(WORK INSTRUCTIONS)
Look for the word "failures" in the data below, and copy every line that holds it.

Saved entries:
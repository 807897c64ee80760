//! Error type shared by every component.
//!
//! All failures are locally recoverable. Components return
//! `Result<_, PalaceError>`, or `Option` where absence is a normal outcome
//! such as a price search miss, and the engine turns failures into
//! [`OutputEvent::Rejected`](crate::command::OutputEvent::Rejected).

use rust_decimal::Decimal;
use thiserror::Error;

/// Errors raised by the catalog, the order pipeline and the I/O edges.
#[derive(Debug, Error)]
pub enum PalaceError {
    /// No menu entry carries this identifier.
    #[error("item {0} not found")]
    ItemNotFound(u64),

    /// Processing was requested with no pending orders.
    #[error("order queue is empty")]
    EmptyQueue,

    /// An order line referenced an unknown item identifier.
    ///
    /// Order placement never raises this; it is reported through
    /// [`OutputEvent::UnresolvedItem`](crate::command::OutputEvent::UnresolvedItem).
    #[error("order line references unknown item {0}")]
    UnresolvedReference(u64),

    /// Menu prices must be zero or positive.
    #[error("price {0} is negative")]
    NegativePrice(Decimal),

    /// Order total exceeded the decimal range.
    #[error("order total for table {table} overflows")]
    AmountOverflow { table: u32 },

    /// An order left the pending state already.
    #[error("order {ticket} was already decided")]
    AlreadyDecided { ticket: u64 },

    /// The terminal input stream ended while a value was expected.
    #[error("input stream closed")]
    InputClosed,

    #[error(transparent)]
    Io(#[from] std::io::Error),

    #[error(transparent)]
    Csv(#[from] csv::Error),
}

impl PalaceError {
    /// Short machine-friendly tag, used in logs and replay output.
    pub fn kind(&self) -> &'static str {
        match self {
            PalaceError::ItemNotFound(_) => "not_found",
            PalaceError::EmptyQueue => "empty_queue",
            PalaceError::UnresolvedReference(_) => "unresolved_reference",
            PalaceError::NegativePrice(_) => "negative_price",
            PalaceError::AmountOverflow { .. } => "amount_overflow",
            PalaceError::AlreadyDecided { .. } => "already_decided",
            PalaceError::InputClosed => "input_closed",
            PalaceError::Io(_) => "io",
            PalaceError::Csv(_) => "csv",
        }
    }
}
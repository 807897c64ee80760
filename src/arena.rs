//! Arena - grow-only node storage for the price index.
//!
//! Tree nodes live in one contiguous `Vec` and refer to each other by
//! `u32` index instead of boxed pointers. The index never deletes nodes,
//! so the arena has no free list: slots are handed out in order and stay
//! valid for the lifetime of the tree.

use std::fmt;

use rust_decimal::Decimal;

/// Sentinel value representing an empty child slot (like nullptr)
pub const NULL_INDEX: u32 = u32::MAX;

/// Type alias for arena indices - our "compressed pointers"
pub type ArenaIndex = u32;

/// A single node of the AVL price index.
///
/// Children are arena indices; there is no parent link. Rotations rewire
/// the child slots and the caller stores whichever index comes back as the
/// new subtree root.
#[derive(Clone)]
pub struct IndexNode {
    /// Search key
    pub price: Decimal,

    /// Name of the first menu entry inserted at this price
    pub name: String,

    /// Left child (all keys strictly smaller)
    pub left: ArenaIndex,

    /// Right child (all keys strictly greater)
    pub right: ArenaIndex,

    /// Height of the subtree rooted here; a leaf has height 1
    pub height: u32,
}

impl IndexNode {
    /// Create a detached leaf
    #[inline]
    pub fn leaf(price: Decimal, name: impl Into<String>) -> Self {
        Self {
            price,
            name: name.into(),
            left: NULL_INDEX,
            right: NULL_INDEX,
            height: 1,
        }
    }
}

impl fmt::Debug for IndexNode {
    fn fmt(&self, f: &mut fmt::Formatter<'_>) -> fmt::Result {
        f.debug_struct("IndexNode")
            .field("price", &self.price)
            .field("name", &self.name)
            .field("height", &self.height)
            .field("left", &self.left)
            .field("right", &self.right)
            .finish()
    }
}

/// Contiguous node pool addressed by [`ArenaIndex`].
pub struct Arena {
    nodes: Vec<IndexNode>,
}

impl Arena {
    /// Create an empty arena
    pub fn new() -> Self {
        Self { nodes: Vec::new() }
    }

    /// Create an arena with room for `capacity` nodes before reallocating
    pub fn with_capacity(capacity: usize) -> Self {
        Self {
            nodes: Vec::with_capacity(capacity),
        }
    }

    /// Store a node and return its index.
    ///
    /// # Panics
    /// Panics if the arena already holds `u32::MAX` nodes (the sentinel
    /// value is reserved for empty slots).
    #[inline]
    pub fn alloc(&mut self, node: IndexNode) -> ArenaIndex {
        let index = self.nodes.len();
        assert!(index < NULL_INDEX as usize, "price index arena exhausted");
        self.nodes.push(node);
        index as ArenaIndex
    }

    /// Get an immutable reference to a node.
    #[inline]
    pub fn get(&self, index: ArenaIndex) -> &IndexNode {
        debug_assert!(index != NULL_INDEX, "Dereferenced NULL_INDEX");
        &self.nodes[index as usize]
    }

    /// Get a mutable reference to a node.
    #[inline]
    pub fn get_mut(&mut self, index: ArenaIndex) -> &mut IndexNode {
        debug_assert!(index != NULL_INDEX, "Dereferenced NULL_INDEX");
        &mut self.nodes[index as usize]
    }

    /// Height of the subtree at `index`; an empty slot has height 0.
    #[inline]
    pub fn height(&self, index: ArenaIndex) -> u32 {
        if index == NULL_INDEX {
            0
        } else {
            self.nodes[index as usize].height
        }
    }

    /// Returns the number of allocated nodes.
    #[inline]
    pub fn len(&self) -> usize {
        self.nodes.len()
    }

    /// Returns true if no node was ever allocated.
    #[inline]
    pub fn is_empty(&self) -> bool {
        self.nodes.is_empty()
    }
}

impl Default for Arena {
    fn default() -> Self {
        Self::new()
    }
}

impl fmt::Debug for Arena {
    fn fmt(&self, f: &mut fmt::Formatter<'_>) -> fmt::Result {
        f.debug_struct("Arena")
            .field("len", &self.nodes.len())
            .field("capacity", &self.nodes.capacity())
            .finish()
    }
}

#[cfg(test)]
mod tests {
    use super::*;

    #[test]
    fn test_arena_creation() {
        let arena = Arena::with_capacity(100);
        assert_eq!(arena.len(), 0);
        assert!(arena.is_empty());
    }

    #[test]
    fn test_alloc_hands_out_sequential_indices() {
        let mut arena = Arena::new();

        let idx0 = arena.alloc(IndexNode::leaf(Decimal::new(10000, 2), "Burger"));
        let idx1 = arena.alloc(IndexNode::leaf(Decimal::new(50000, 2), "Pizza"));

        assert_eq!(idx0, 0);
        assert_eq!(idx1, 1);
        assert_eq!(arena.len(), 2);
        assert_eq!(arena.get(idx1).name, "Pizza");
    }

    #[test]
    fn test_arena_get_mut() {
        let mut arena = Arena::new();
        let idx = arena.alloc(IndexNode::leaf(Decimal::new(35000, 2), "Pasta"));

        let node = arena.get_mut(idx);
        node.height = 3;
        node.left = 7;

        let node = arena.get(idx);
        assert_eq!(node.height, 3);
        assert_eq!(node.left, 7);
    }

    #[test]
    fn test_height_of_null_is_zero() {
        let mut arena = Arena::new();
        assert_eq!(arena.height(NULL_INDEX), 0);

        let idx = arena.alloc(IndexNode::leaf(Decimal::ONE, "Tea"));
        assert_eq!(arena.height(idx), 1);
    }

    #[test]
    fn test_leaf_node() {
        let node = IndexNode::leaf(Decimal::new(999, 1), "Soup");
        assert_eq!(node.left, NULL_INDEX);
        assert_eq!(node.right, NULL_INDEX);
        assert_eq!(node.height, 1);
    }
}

--

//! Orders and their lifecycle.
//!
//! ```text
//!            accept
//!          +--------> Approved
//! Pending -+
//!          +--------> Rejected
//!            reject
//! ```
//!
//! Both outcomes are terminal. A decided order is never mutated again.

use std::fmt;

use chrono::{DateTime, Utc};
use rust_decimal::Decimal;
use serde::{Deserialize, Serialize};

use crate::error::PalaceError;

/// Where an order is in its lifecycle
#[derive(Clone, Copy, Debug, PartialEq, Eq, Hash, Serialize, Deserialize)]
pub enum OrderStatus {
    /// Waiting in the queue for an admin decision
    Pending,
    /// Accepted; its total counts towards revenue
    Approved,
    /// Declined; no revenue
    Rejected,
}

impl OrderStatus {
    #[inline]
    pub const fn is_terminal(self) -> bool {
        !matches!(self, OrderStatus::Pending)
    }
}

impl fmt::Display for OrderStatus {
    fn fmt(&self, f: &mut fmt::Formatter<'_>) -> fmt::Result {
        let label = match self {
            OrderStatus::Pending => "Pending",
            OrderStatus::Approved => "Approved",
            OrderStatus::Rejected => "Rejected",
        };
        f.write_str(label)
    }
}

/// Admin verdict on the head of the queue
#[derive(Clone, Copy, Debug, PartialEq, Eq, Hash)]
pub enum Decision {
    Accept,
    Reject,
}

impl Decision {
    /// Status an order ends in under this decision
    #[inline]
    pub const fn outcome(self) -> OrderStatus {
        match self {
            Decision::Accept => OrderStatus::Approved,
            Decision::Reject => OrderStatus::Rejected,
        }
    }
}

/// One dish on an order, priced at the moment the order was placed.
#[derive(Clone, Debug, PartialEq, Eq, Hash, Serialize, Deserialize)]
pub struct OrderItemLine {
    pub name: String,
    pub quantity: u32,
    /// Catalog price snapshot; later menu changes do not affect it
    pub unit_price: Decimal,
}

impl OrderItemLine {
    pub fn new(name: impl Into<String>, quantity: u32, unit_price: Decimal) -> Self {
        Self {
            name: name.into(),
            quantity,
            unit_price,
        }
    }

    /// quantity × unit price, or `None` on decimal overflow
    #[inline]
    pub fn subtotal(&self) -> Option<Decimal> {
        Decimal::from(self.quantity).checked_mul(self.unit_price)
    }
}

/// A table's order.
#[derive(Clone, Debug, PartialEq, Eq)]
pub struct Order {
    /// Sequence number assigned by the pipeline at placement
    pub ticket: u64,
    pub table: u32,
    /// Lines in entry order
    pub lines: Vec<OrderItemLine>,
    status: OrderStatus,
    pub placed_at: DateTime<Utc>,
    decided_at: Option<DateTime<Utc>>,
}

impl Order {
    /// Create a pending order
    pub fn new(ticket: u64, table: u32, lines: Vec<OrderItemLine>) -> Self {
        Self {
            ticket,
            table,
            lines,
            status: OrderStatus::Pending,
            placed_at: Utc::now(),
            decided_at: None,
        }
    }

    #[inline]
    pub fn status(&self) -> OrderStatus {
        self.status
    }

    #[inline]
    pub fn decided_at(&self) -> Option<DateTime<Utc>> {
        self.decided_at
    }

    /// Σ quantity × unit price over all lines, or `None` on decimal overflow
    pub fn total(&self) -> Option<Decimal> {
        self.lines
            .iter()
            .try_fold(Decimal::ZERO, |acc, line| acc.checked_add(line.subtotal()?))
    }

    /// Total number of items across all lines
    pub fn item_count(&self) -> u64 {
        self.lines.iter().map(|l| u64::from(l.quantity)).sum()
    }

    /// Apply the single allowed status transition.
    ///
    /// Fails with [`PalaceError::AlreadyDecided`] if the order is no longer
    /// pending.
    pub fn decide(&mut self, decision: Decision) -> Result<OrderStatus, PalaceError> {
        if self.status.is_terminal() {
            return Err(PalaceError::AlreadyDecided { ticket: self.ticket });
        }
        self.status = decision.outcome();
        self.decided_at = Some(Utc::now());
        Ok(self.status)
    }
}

(SOLUTION FOR THIS TASK)
//! All failures are locally recoverable. Components return
//! such as a price search miss, and the engine turns failures into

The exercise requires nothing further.